Conway is being confronted by Oracle lawyers as part of a legal battle connected to the takeover bid regarding statements he made about the bid’s effects on PeopleSoft’s business. Conway has admitted that his comments, in which he stated that the takeover attempt was having little effect on his business, do not constitute lies even though they may be misleading.
In his testimony Wednesday, Conway insisted that that the controversy surrounding his statements was largely a question of semantics. He also asserted that the misleading statements were corrected the following day in a regulatory filing. Lawyers for Oracle propose that Conway’s statements amounted to securities fraud.
On a larger scale, the case brought by Oracle is meant to confront what it considers illegitimate defensive tactics to the hostile bid (See Oracle Launches Legal Attack on PeopleSoft’s Takeover Defenses ). The centerpiece of PeopleSoft’s defense was a ‘poison pill’ in the form of a Customer Assurance Plan. It was essentially a rebate that would require any acquirer to pay new customers up to five times the cost of their software license if it failed to support PeopleSoft’s software.
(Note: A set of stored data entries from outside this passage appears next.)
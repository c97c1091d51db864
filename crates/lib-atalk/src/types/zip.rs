use bytes::{Buf, BufMut};

use super::{ensure_remaining, NetRange, WireError, ZoneName};

pub const ZIP_FUNC_QUERY: u8 = 1;
pub const ZIP_FUNC_REPLY: u8 = 2;
pub const ZIP_FUNC_GET_NET_INFO: u8 = 5;
pub const ZIP_FUNC_GET_NET_INFO_REPLY: u8 = 6;
pub const ZIP_FUNC_EXTENDED_REPLY: u8 = 8;

/// GetNetInfo reply flag bits.
pub const GNI_FLAG_ZONE_INVALID: u8 = 0x80;
pub const GNI_FLAG_USE_BROADCAST: u8 = 0x40;
pub const GNI_FLAG_ONLY_ONE_ZONE: u8 = 0x20;

/// Zone-list functions carried in ATP user bytes (DDP type 3, socket 6).
pub const ZIP_ATP_GET_MY_ZONE: u8 = 7;
pub const ZIP_ATP_GET_ZONE_LIST: u8 = 8;
pub const ZIP_ATP_GET_LOCAL_ZONES: u8 = 9;

const ATP_CONTROL_TREQ: u8 = 0x40;
const ATP_CONTROL_TRESP: u8 = 0x80;
const ATP_CONTROL_FUNC_MASK: u8 = 0xC0;
const ATP_EOM: u8 = 0x10;

/// A ZIP packet proper (DDP type 6).
#[derive(Debug, Clone, PartialEq, Eq)]
pub enum ZipPacket {
    /// Ask for the zones of a list of networks.
    Query { networks: Vec<u16> },

    /// Zones for one or more networks; one (network, zone) pair per zone.
    Reply { zones: Vec<(u16, ZoneName)> },

    /// Like `Reply` but for a single network with many zones: `total` is the
    /// complete zone count so the querier can detect the final packet.
    ExtendedReply {
        total: u8,
        zones: Vec<(u16, ZoneName)>,
    },

    /// An end node asking its network's zone information.
    GetNetInfo { zone: Option<ZoneName> },

    GetNetInfoReply(GetNetInfoReply),
}

#[derive(Debug, Clone, PartialEq, Eq)]
pub struct GetNetInfoReply {
    pub flags: u8,
    pub range: NetRange,

    /// The zone name echoed from the request.
    pub zone: Vec<u8>,

    /// Link multicast address for the zone; empty on media that broadcast.
    pub multicast: Vec<u8>,

    /// Supplied when the requested zone was invalid.
    pub default_zone: Option<ZoneName>,
}

impl ZipPacket {
    pub fn parse(buf: &[u8]) -> Result<Self, WireError> {
        let mut cur = buf;
        ensure_remaining!(&mut cur, 2);
        let function = cur.get_u8();

        match function {
            ZIP_FUNC_QUERY => {
                let count = cur.get_u8() as usize;
                ensure_remaining!(&mut cur, count * 2);
                let networks = (0..count).map(|_| cur.get_u16()).collect();
                Ok(Self::Query { networks })
            }
            ZIP_FUNC_REPLY => {
                let _count = cur.get_u8();
                Ok(Self::Reply {
                    zones: parse_zone_pairs(&mut cur)?,
                })
            }
            ZIP_FUNC_EXTENDED_REPLY => {
                let total = cur.get_u8();
                Ok(Self::ExtendedReply {
                    total,
                    zones: parse_zone_pairs(&mut cur)?,
                })
            }
            ZIP_FUNC_GET_NET_INFO => {
                // flags byte plus two placeholder words mirroring the reply
                ensure_remaining!(&mut cur, 6);
                cur.advance(5);
                let len = cur.get_u8() as usize;
                let zone = if len == 0 {
                    None
                } else {
                    ensure_remaining!(&mut cur, len);
                    Some(ZoneName::new(cur.copy_to_bytes(len).to_vec())?)
                };
                Ok(Self::GetNetInfo { zone })
            }
            ZIP_FUNC_GET_NET_INFO_REPLY => {
                ensure_remaining!(&mut cur, 6);
                let flags = cur.get_u8();
                let first = cur.get_u16();
                let last = cur.get_u16();
                let len = cur.get_u8() as usize;
                ensure_remaining!(&mut cur, len + 1);
                let zone = cur.copy_to_bytes(len).to_vec();
                let mc_len = cur.get_u8() as usize;
                ensure_remaining!(&mut cur, mc_len);
                let multicast = cur.copy_to_bytes(mc_len).to_vec();
                let default_zone = if flags & GNI_FLAG_ZONE_INVALID != 0 {
                    ensure_remaining!(&mut cur, 1);
                    let len = cur.get_u8() as usize;
                    ensure_remaining!(&mut cur, len);
                    Some(ZoneName::new(cur.copy_to_bytes(len).to_vec())?)
                } else {
                    None
                };
                Ok(Self::GetNetInfoReply(GetNetInfoReply {
                    flags,
                    range: NetRange::new(first, last),
                    zone,
                    multicast,
                    default_zone,
                }))
            }
            _ => Err(WireError::InvalidField("function")),
        }
    }

    pub fn encode(&self) -> Vec<u8> {
        let mut buf = Vec::new();
        match self {
            Self::Query { networks } => {
                buf.put_u8(ZIP_FUNC_QUERY);
                buf.put_u8(networks.len() as u8);
                for net in networks {
                    buf.put_u16(*net);
                }
            }
            Self::Reply { zones } => {
                buf.put_u8(ZIP_FUNC_REPLY);
                let mut networks: Vec<u16> = zones.iter().map(|(net, _)| *net).collect();
                networks.dedup();
                buf.put_u8(networks.len() as u8);
                encode_zone_pairs(&mut buf, zones);
            }
            Self::ExtendedReply { total, zones } => {
                buf.put_u8(ZIP_FUNC_EXTENDED_REPLY);
                buf.put_u8(*total);
                encode_zone_pairs(&mut buf, zones);
            }
            Self::GetNetInfo { zone } => {
                buf.put_u8(ZIP_FUNC_GET_NET_INFO);
                buf.put_slice(&[0; 5]);
                match zone {
                    Some(zone) => {
                        buf.put_u8(zone.len() as u8);
                        buf.put_slice(zone.as_bytes());
                    }
                    None => buf.put_u8(0),
                }
            }
            Self::GetNetInfoReply(reply) => {
                buf.put_u8(ZIP_FUNC_GET_NET_INFO_REPLY);
                buf.put_u8(reply.flags);
                buf.put_u16(reply.range.first());
                buf.put_u16(reply.range.last());
                buf.put_u8(reply.zone.len() as u8);
                buf.put_slice(&reply.zone);
                buf.put_u8(reply.multicast.len() as u8);
                buf.put_slice(&reply.multicast);
                if let Some(default_zone) = &reply.default_zone {
                    buf.put_u8(default_zone.len() as u8);
                    buf.put_slice(default_zone.as_bytes());
                }
            }
        }
        buf
    }
}

fn parse_zone_pairs(cur: &mut &[u8]) -> Result<Vec<(u16, ZoneName)>, WireError> {
    let mut zones = Vec::new();
    while cur.has_remaining() {
        ensure_remaining!(cur, 3);
        let network = cur.get_u16();
        let len = cur.get_u8() as usize;
        ensure_remaining!(cur, len);
        zones.push((network, ZoneName::new(cur.copy_to_bytes(len).to_vec())?));
    }
    Ok(zones)
}

fn encode_zone_pairs(buf: &mut Vec<u8>, zones: &[(u16, ZoneName)]) {
    for (network, zone) in zones {
        buf.put_u16(*network);
        buf.put_u8(zone.len() as u8);
        buf.put_slice(zone.as_bytes());
    }
}

/// Wire length of one (network, zone) pair in a reply.
pub fn zone_pair_wire_len(zone: &ZoneName) -> usize {
    3 + zone.len()
}

/// A zone-list request carried in a minimal ATP transaction request: the
/// user bytes hold the function and the 1-based start index.
#[derive(Debug, Clone, Copy, PartialEq, Eq)]
pub struct ZoneListRequest {
    pub tid: u16,
    pub function: u8,
    pub start_index: u16,
}

impl ZoneListRequest {
    pub fn parse(buf: &[u8]) -> Result<Self, WireError> {
        let mut cur = buf;
        ensure_remaining!(&mut cur, 8);

        if cur.get_u8() & ATP_CONTROL_FUNC_MASK != ATP_CONTROL_TREQ {
            return Err(WireError::InvalidField("atp control"));
        }
        let _bitmap = cur.get_u8();
        let tid = cur.get_u16();

        let function = cur.get_u8();
        if !(ZIP_ATP_GET_MY_ZONE..=ZIP_ATP_GET_LOCAL_ZONES).contains(&function) {
            return Err(WireError::InvalidField("function"));
        }
        let _pad = cur.get_u8();
        let start_index = cur.get_u16();

        Ok(Self {
            tid,
            function,
            start_index,
        })
    }

    pub fn encode(&self) -> Vec<u8> {
        let mut buf = Vec::with_capacity(8);
        buf.put_u8(ATP_CONTROL_TREQ);
        buf.put_u8(0x01);
        buf.put_u16(self.tid);
        buf.put_u8(self.function);
        buf.put_u8(0);
        buf.put_u16(self.start_index);
        buf
    }
}

/// A zone-list response: single ATP response packet whose user bytes carry
/// the last-packet flag and the number of zones included.
#[derive(Debug, Clone, PartialEq, Eq)]
pub struct ZoneListReply {
    pub tid: u16,
    pub last: bool,
    pub zones: Vec<ZoneName>,
}

impl ZoneListReply {
    pub fn parse(buf: &[u8]) -> Result<Self, WireError> {
        let mut cur = buf;
        ensure_remaining!(&mut cur, 8);

        if cur.get_u8() & ATP_CONTROL_FUNC_MASK != ATP_CONTROL_TRESP {
            return Err(WireError::InvalidField("atp control"));
        }
        let _seq = cur.get_u8();
        let tid = cur.get_u16();
        let last = cur.get_u8() != 0;
        let _pad = cur.get_u8();
        let count = cur.get_u16() as usize;

        let mut zones = Vec::with_capacity(count);
        for _ in 0..count {
            ensure_remaining!(&mut cur, 1);
            let len = cur.get_u8() as usize;
            ensure_remaining!(&mut cur, len);
            zones.push(ZoneName::new(cur.copy_to_bytes(len).to_vec())?);
        }

        Ok(Self { tid, last, zones })
    }

    pub fn encode(&self) -> Vec<u8> {
        let mut buf = Vec::new();
        buf.put_u8(ATP_CONTROL_TRESP | ATP_EOM);
        buf.put_u8(0);
        buf.put_u16(self.tid);
        buf.put_u8(self.last as u8);
        buf.put_u8(0);
        buf.put_u16(self.zones.len() as u16);
        for zone in &self.zones {
            buf.put_u8(zone.len() as u8);
            buf.put_slice(zone.as_bytes());
        }
        buf
    }
}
In a pretrial conference, Judge Leo Strine of Delaware state court expressed concern about the controversial defensive tactic’s cost, which is estimated at a potential $2 billion. The ‘poison pill’ was adopted days after the Oracle tender offer.
Conway was fired last week as the CEO of PeopleSoft because of the Board’s “loss of confidence in Mr. Conway’s ability to continue to lead the company,” (See Takeover Target PeopleSoft Announces Exec Reshuffle ).